**Task description:**
In this exercise, reproduce the whole listing exactly.

(Given data Opens)

//! Wire types and transaction layout of the Solana `exact` payload.

use serde::{Deserialize, Serialize};
use solana_pubkey::{Pubkey, pubkey};

#[cfg(feature = "client")]
use solana_message::VersionedMessage;
#[cfg(feature = "client")]
use solana_signature::Signature;
#[cfg(feature = "client")]
use solana_signer::Signer;
#[cfg(feature = "client")]
use solana_transaction::versioned::VersionedTransaction;
#[cfg(feature = "client")]
use x402_types::util::Base64Bytes;

/// Associated Token Account program.
pub const ATA_PROGRAM_PUBKEY: Pubkey = pubkey!("ATokenGPvbdGVxr1b2hvZbsiqW5xWH25efTNsLJA8knL");

/// `TransferChecked` instruction discriminator, shared by SPL Token and Token-2022.
pub const TRANSFER_CHECKED_DISCRIMINATOR: u8 = 12;

/// Offset of the `decimals` byte in the SPL mint account layout.
pub const MINT_DECIMALS_OFFSET: usize = 44;

/// Default compute-unit limit of a payment transaction.
pub const DEFAULT_COMPUTE_UNIT_LIMIT: u32 = 8_000;
/// Default compute-unit price, in micro-lamports.
pub const DEFAULT_COMPUTE_UNIT_PRICE: u64 = 1;

/// Scheme payload: the partially signed transaction, bincode-serialized and base64-encoded.
#[derive(Debug, Clone, PartialEq, Eq, Serialize, Deserialize)]
#[serde(rename_all = "camelCase")]
pub struct ExactSolanaPayload {
    pub transaction: String,
}

/// Compute budget instructions prepended to every payment.
#[derive(Debug, Clone, Copy, PartialEq, Eq)]
pub struct ComputeBudget {
    pub unit_limit: u32,
    pub unit_price_micro_lamports: u64,
}

impl Default for ComputeBudget {
    fn default() -> Self {
        Self {
            unit_limit: DEFAULT_COMPUTE_UNIT_LIMIT,
            unit_price_micro_lamports: DEFAULT_COMPUTE_UNIT_PRICE,
        }
    }
}

#[derive(Debug, thiserror::Error)]
pub enum TransactionSignError {
    #[error("{0} is not a required signer of this transaction")]
    NotARequiredSigner(Pubkey),
    #[error("Signer failed: {0}")]
    Signer(String),
}

/// A versioned transaction that knows which of its required signatures are present.
///
/// The buyer signs as token owner; the fee payer's slot stays empty until the
/// seller's relayer co-signs. Empty slots hold the all-zero signature on the wire.
#[cfg(feature = "client")]
#[derive(Debug, Clone, PartialEq, Eq)]
pub struct PartiallySignedTransaction {
    inner: VersionedTransaction,
}

#[cfg(feature = "client")]
impl PartiallySignedTransaction {
    /// An unsigned transaction with one empty slot per required signer.
    pub fn new(message: VersionedMessage) -> Self {
        let num_required = message.header().num_required_signatures as usize;
        Self {
            inner: VersionedTransaction {
                signatures: vec![Signature::default(); num_required],
                message,
            },
        }
    }

    pub fn inner(&self) -> &VersionedTransaction {
        &self.inner
    }

    /// Signers the message declares, fee payer first.
    pub fn required_signers(&self) -> &[Pubkey] {
        let num_required = self.inner.message.header().num_required_signatures as usize;
        let keys = self.inner.message.static_account_keys();
        &keys[..num_required.min(keys.len())]
    }

    fn slots(&self) -> impl Iterator<Item = (&Pubkey, bool)> {
        let empty = Signature::default();
        self.required_signers()
            .iter()
            .zip(self.inner.signatures.iter())
            .map(move |(key, signature)| (key, *signature != empty))
    }

    pub fn present_signers(&self) -> Vec<Pubkey> {
        self.slots()
            .filter_map(|(key, present)| present.then_some(*key))
            .collect()
    }

    pub fn missing_signers(&self) -> Vec<Pubkey> {
        self.slots()
            .filter_map(|(key, present)| (!present).then_some(*key))
            .collect()
    }

    pub fn is_fully_signed(&self) -> bool {
        self.missing_signers().is_empty()
    }

    /// Adds `signer`'s signature over the message in its slot.
    pub fn sign<S: Signer + ?Sized>(mut self, signer: &S) -> Result<Self, TransactionSignError> {
        let pubkey = signer
            .try_pubkey()
            .map_err(|e| TransactionSignError::Signer(e.to_string()))?;
        let position = self
            .required_signers()
            .iter()
            .position(|key| *key == pubkey)
            .ok_or(TransactionSignError::NotARequiredSigner(pubkey))?;
        let signature = signer
            .try_sign_message(&self.inner.message.serialize())
            .map_err(|e| TransactionSignError::Signer(e.to_string()))?;
        self.inner.signatures[position] = signature;
        Ok(self)
    }

    /// Wire encoding: bincode, then base64.
    pub fn to_base64(&self) -> Result<String, bincode::Error> {
        let bytes = bincode::serialize(&self.inner)?;
        Ok(Base64Bytes::encode(bytes).to_string())
    }
}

(Given data Closes)

**Your response:**
//! Wire types and transaction layout of the Solana `exact` payload.

use serde::{Deserialize, Serialize};
use solana_pubkey::{Pubkey, pubkey};

#[cfg(feature = "client")]
use solana_message::VersionedMessage;
#[cfg(feature = "client")]
use solana_signature::Signature;
#[cfg(feature = "client")]
use solana_signer::Signer;
#[cfg(feature = "client")]
use solana_transaction::versioned::VersionedTransaction;
#[cfg(feature = "client")]
use x402_types::util::Base64Bytes;

/// Associated Token Account program.
pub const ATA_PROGRAM_PUBKEY: Pubkey = pubkey!("ATokenGPvbdGVxr1b2hvZbsiqW5xWH25efTNsLJA8knL");

/// `TransferChecked` instruction discriminator, shared by SPL Token and Token-2022.
pub const TRANSFER_CHECKED_DISCRIMINATOR: u8 = 12;

/// Offset of the `decimals` byte in the SPL mint account layout.
pub const MINT_DECIMALS_OFFSET: usize = 44;

/// Default compute-unit limit of a payment transaction.
pub const DEFAULT_COMPUTE_UNIT_LIMIT: u32 = 8_000;
/// Default compute-unit price, in micro-lamports.
pub const DEFAULT_COMPUTE_UNIT_PRICE: u64 = 1;

/// Scheme payload: the partially signed transaction, bincode-serialized and base64-encoded.
#[derive(Debug, Clone, PartialEq, Eq, Serialize, Deserialize)]
#[serde(rename_all = "camelCase")]
pub struct ExactSolanaPayload {
    pub transaction: String,
}

/// Compute budget instructions prepended to every payment.
#[derive(Debug, Clone, Copy, PartialEq, Eq)]
pub struct ComputeBudget {
    pub unit_limit: u32,
    pub unit_price_micro_lamports: u64,
}

impl Default for ComputeBudget {
    fn default() -> Self {
        Self {
            unit_limit: DEFAULT_COMPUTE_UNIT_LIMIT,
            unit_price_micro_lamports: DEFAULT_COMPUTE_UNIT_PRICE,
        }
    }
}

#[derive(Debug, thiserror::Error)]
pub enum TransactionSignError {
    #[error("{0} is not a required signer of this transaction")]
    NotARequiredSigner(Pubkey),
    #[error("Signer failed: {0}")]
    Signer(String),
}

/// A versioned transaction that knows which of its required signatures are present.
///
/// The buyer signs as token owner; the fee payer's slot stays empty until the
/// seller's relayer co-signs. Empty slots hold the all-zero signature on the wire.
#[cfg(feature = "client")]
#[derive(Debug, Clone, PartialEq, Eq)]
pub struct PartiallySignedTransaction {
    inner: VersionedTransaction,
}

#[cfg(feature = "client")]
impl PartiallySignedTransaction {
    /// An unsigned transaction with one empty slot per required signer.
    pub fn new(message: VersionedMessage) -> Self {
        let num_required = message.header().num_required_signatures as usize;
        Self {
            inner: VersionedTransaction {
                signatures: vec![Signature::default(); num_required],
                message,
            },
        }
    }

    pub fn inner(&self) -> &VersionedTransaction {
        &self.inner
    }

    /// Signers the message declares, fee payer first.
    pub fn required_signers(&self) -> &[Pubkey] {
        let num_required = self.inner.message.header().num_required_signatures as usize;
        let keys = self.inner.message.static_account_keys();
        &keys[..num_required.min(keys.len())]
    }

    fn slots(&self) -> impl Iterator<Item = (&Pubkey, bool)> {
        let empty = Signature::default();
        self.required_signers()
            .iter()
            .zip(self.inner.signatures.iter())
            .map(move |(key, signature)| (key, *signature != empty))
    }

    pub fn present_signers(&self) -> Vec<Pubkey> {
        self.slots()
            .filter_map(|(key, present)| present.then_some(*key))
            .collect()
    }

    pub fn missing_signers(&self) -> Vec<Pubkey> {
        self.slots()
            .filter_map(|(key, present)| (!present).then_some(*key))
            .collect()
    }

    pub fn is_fully_signed(&self) -> bool {
        self.missing_signers().is_empty()
    }

    /// Adds `signer`'s signature over the message in its slot.
    pub fn sign<S: Signer + ?Sized>(mut self, signer: &S) -> Result<Self, TransactionSignError> {
        let pubkey = signer
            .try_pubkey()
            .map_err(|e| TransactionSignError::Signer(e.to_string()))?;
        let position = self
            .required_signers()
            .iter()
            .position(|key| *key == pubkey)
            .ok_or(TransactionSignError::NotARequiredSigner(pubkey))?;
        let signature = signer
            .try_sign_message(&self.inner.message.serialize())
            .map_err(|e| TransactionSignError::Signer(e.to_string()))?;
        self.inner.signatures[position] = signature;
        Ok(self)
    }

    /// Wire encoding: bincode, then base64.
    pub fn to_base64(&self) -> Result<String, bincode::Error> {
        let bytes = bincode::serialize(&self.inner)?;
        Ok(Base64Bytes::encode(bytes).to_string())
    }
}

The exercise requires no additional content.